- [WORK ORDER] Line by line, reproduce the records exactly.

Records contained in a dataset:
Segment Open

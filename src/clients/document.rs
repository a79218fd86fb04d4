use std::{
    collections::HashMap,
    path::{Path, PathBuf},
};

use async_trait::async_trait;
use log::debug;
use tokio::sync::RwLock;

use crate::clients::errors::{Error, Result};

/// The page surface the widget renders into.
///
/// Each element is addressed by id and its inner markup is owned by a single
/// writer. Implementations must not create elements on write.
#[async_trait]
pub trait Document: Send + Sync {
    /// Whether an element with this id exists
    async fn contains(&self, id: &str) -> bool;

    /// Current inner markup of the element, `None` if it does not exist
    async fn inner_html(&self, id: &str) -> Option<String>;

    /// Replace the inner markup of an existing element
    async fn set_inner_html(&self, id: &str, html: &str) -> Result<()>;
}

/// Element ids are used as file names, so only `[A-Za-z0-9_-]` is accepted
pub fn validate_element_id(id: &str) -> Result<()> {
    let valid = !id.is_empty()
        && id
            .chars()
            .all(|c| c.is_ascii_alphanumeric() || c == '-' || c == '_');
    if valid {
        Ok(())
    } else {
        Err(Error::ConfigurationError(format!(
            "invalid element id {id:?}, expected ASCII letters, digits, '-' or '_'"
        )))
    }
}

/// In-memory page, mostly useful for embedding and tests
#[derive(Debug, Default)]
pub struct MemoryDocument {
    elements: RwLock<HashMap<String, String>>,
}

impl MemoryDocument {
    /// Page with no elements
    #[must_use]
    pub fn new() -> Self {
        Self::default()
    }

    /// Page with the given elements, all empty
    pub fn with_elements<I, S>(ids: I) -> Self
    where
        I: IntoIterator<Item = S>,
        S: Into<String>,
    {
        let elements = ids
            .into_iter()
            .map(|id| (id.into(), String::new()))
            .collect();
        MemoryDocument {
            elements: RwLock::new(elements),
        }
    }

    /// Add an empty element, keeping existing content
    pub async fn insert_element(&self, id: &str) {
        self.elements
            .write()
            .await
            .entry(id.to_string())
            .or_default();
    }

    /// Drop an element, returning its last content
    pub async fn remove_element(&self, id: &str) -> Option<String> {
        self.elements.write().await.remove(id)
    }
}

#[async_trait]
impl Document for MemoryDocument {
    async fn contains(&self, id: &str) -> bool {
        self.elements.read().await.contains_key(id)
    }

    async fn inner_html(&self, id: &str) -> Option<String> {
        self.elements.read().await.get(id).cloned()
    }

    async fn set_inner_html(&self, id: &str, html: &str) -> Result<()> {
        match self.elements.write().await.get_mut(id) {
            Some(content) => {
                html.clone_into(content);
                Ok(())
            }
            None => Err(Error::MissingTarget(id.to_string())),
        }
    }
}

/// Page made of fragment files: element `<id>` is `<root>/<id>.html`.
///
/// Meant for static sites that include the fragment at build or serve time.
/// An element exists iff its file exists.
#[derive(Debug, Clone)]
pub struct FragmentDirectory {
    root: PathBuf,
}

impl FragmentDirectory {
    /// Fragments live directly under `root`
    pub fn new(root: impl Into<PathBuf>) -> Self {
        FragmentDirectory { root: root.into() }
    }

    /// `rnowplaying` under the user cache directory, created if missing
    pub async fn try_default() -> Result<Self> {
        let root = dirs::cache_dir()
            .unwrap_or_else(|| PathBuf::from("/tmp")) // Fallback to /tmp if cache directory can't be determined
            .join("rnowplaying");
        tokio::fs::create_dir_all(&root).await?;
        debug!("Using fragment directory {root:?}");
        Ok(FragmentDirectory { root })
    }

    /// Directory holding the fragments
    #[must_use]
    pub fn root(&self) -> &Path {
        &self.root
    }

    fn element_path(&self, id: &str) -> Result<PathBuf> {
        validate_element_id(id)?;
        Ok(self.root.join(format!("{id}.html")))
    }

    /// Create the element's file (and the directory) if it is missing
    pub async fn ensure_element(&self, id: &str) -> Result<()> {
        let path = self.element_path(id)?;
        tokio::fs::create_dir_all(&self.root).await?;
        if !tokio::fs::try_exists(&path).await? {
            tokio::fs::write(&path, "").await?;
            debug!("Created empty fragment {path:?}");
        }
        Ok(())
    }
}

#[async_trait]
impl Document for FragmentDirectory {
    async fn contains(&self, id: &str) -> bool {
        match self.element_path(id) {
            Ok(path) => tokio::fs::try_exists(path).await.unwrap_or(false),
            Err(_) => false,
        }
    }

    async fn inner_html(&self, id: &str) -> Option<String> {
        let path = self.element_path(id).ok()?;
        tokio::fs::read_to_string(path).await.ok()
    }

    // Written through a temporary file and renamed so readers never see a partial fragment
    async fn set_inner_html(&self, id: &str, html: &str) -> Result<()> {
        let path = self.element_path(id)?;
        if !tokio::fs::try_exists(&path).await? {
            return Err(Error::MissingTarget(id.to_string()));
        }
        let tmp_path = self.root.join(format!(".{id}.html.tmp"));
        tokio::fs::write(&tmp_path, html).await?;
        tokio::fs::rename(&tmp_path, &path).await?;
        debug!("Wrote {} bytes to {path:?}", html.len());
        Ok(())
    }
}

Segment Closed

- [SOLUTION FOR THIS PROBLEM]
filename src/clients/document.rs
repository a79218fd86fb04d4
use std::{
    collections::HashMap,
    path::{Path, PathBuf},
};

use async_trait::async_trait;
use log::debug;
use tokio::sync::RwLock;

use crate::clients::errors::{Error, Result};

/// The page surface the widget renders into.
///
/// Each element is addressed by id and its inner markup is owned by a single
/// writer. Implementations must not create elements on write.
#[async_trait]
pub trait Document: Send + Sync {
    /// Whether an element with this id exists
    async fn contains(&self, id: &str) -> bool;

    /// Current inner markup of the element, `None` if it does not exist
    async fn inner_html(&self, id: &str) -> Option<String>;

    /// Replace the inner markup of an existing element
    async fn set_inner_html(&self, id: &str, html: &str) -> Result<()>;
}

/// Element ids are used as file names, so only `[A-Za-z0-9_-]` is accepted
pub fn validate_element_id(id: &str) -> Result<()> {
    let valid = !id.is_empty()
        && id
            .chars()
            .all(|c| c.is_ascii_alphanumeric() || c == '-' || c == '_');
    if valid {
        Ok(())
    } else {
        Err(Error::ConfigurationError(format!(
            "invalid element id {id:?}, expected ASCII letters, digits, '-' or '_'"
        )))
    }
}

/// In-memory page, mostly useful for embedding and tests
#[derive(Debug, Default)]
pub struct MemoryDocument {
    elements: RwLock<HashMap<String, String>>,
}

impl MemoryDocument {
    /// Page with no elements
    #[must_use]
    pub fn new() -> Self {
        Self::default()
    }

    /// Page with the given elements, all empty
    pub fn with_elements<I, S>(ids: I) -> Self
    where
        I: IntoIterator<Item = S>,
        S: Into<String>,
    {
        let elements = ids
            .into_iter()
            .map(|id| (id.into(), String::new()))
            .collect();
        MemoryDocument {
            elements: RwLock::new(elements),
        }
    }

    /// Add an empty element, keeping existing content
    pub async fn insert_element(&self, id: &str) {
        self.elements
            .write()
            .await
            .entry(id.to_string())
            .or_default();
    }

    /// Drop an element, returning its last content
    pub async fn remove_element(&self, id: &str) -> Option<String> {
        self.elements.write().await.remove(id)
    }
}

#[async_trait]
impl Document for MemoryDocument {
    async fn contains(&self, id: &str) -> bool {
        self.elements.read().await.contains_key(id)
    }

    async fn inner_html(&self, id: &str) -> Option<String> {
        self.elements.read().await.get(id).cloned()
    }

    async fn set_inner_html(&self, id: &str, html: &str) -> Result<()> {
        match self.elements.write().await.get_mut(id) {
            Some(content) => {
                html.clone_into(content);
                Ok(())
            }
            None => Err(Error::MissingTarget(id.to_string())),
        }
    }
}

/// Page made of fragment files: element `<id>` is `<root>/<id>.html`.
///
/// Meant for static sites that include the fragment at build or serve time.
/// An element exists iff its file exists.
#[derive(Debug, Clone)]
pub struct FragmentDirectory {
    root: PathBuf,
}

impl FragmentDirectory {
    /// Fragments live directly under `root`
    pub fn new(root: impl Into<PathBuf>) -> Self {
        FragmentDirectory { root: root.into() }
    }

    /// `rnowplaying` under the user cache directory, created if missing
    pub async fn try_default() -> Result<Self> {
        let root = dirs::cache_dir()
            .unwrap_or_else(|| PathBuf::from("/tmp")) // Fallback to /tmp if cache directory can't be determined
            .join("rnowplaying");
        tokio::fs::create_dir_all(&root).await?;
        debug!("Using fragment directory {root:?}");
        Ok(FragmentDirectory { root })
    }

    /// Directory holding the fragments
    #[must_use]
    pub fn root(&self) -> &Path {
        &self.root
    }

    fn element_path(&self, id: &str) -> Result<PathBuf> {
        validate_element_id(id)?;
        Ok(self.root.join(format!("{id}.html")))
    }

    /// Create the element's file (and the directory) if it is missing
    pub async fn ensure_element(&self, id: &str) -> Result<()> {
        let path = self.element_path(id)?;
        tokio::fs::create_dir_all(&self.root).await?;
        if !tokio::fs::try_exists(&path).await? {
            tokio::fs::write(&path, "").await?;
            debug!("Created empty fragment {path:?}");
        }
        Ok(())
    }
}

#[async_trait]
impl Document for FragmentDirectory {
    async fn contains(&self, id: &str) -> bool {
        match self.element_path(id) {
            Ok(path) => tokio::fs::try_exists(path).await.unwrap_or(false),
            Err(_) => false,
        }
    }

    async fn inner_html(&self, id: &str) -> Option<String> {
        let path = self.element_path(id).ok()?;
        tokio::fs::read_to_string(path).await.ok()
    }

    // Written through a temporary file and renamed so readers never see a partial fragment
    async fn set_inner_html(&self, id: &str, html: &str) -> Result<()> {
        let path = self.element_path(id)?;
        if !tokio::fs::try_exists(&path).await? {
            return Err(Error::MissingTarget(id.to_string()));
        }
        let tmp_path = self.root.join(format!(".{id}.html.tmp"));
        tokio::fs::write(&tmp_path, html).await?;
        tokio::fs::rename(&tmp_path, &path).await?;
        debug!("Wrote {} bytes to {path:?}", html.len());
        Ok(())
    }
}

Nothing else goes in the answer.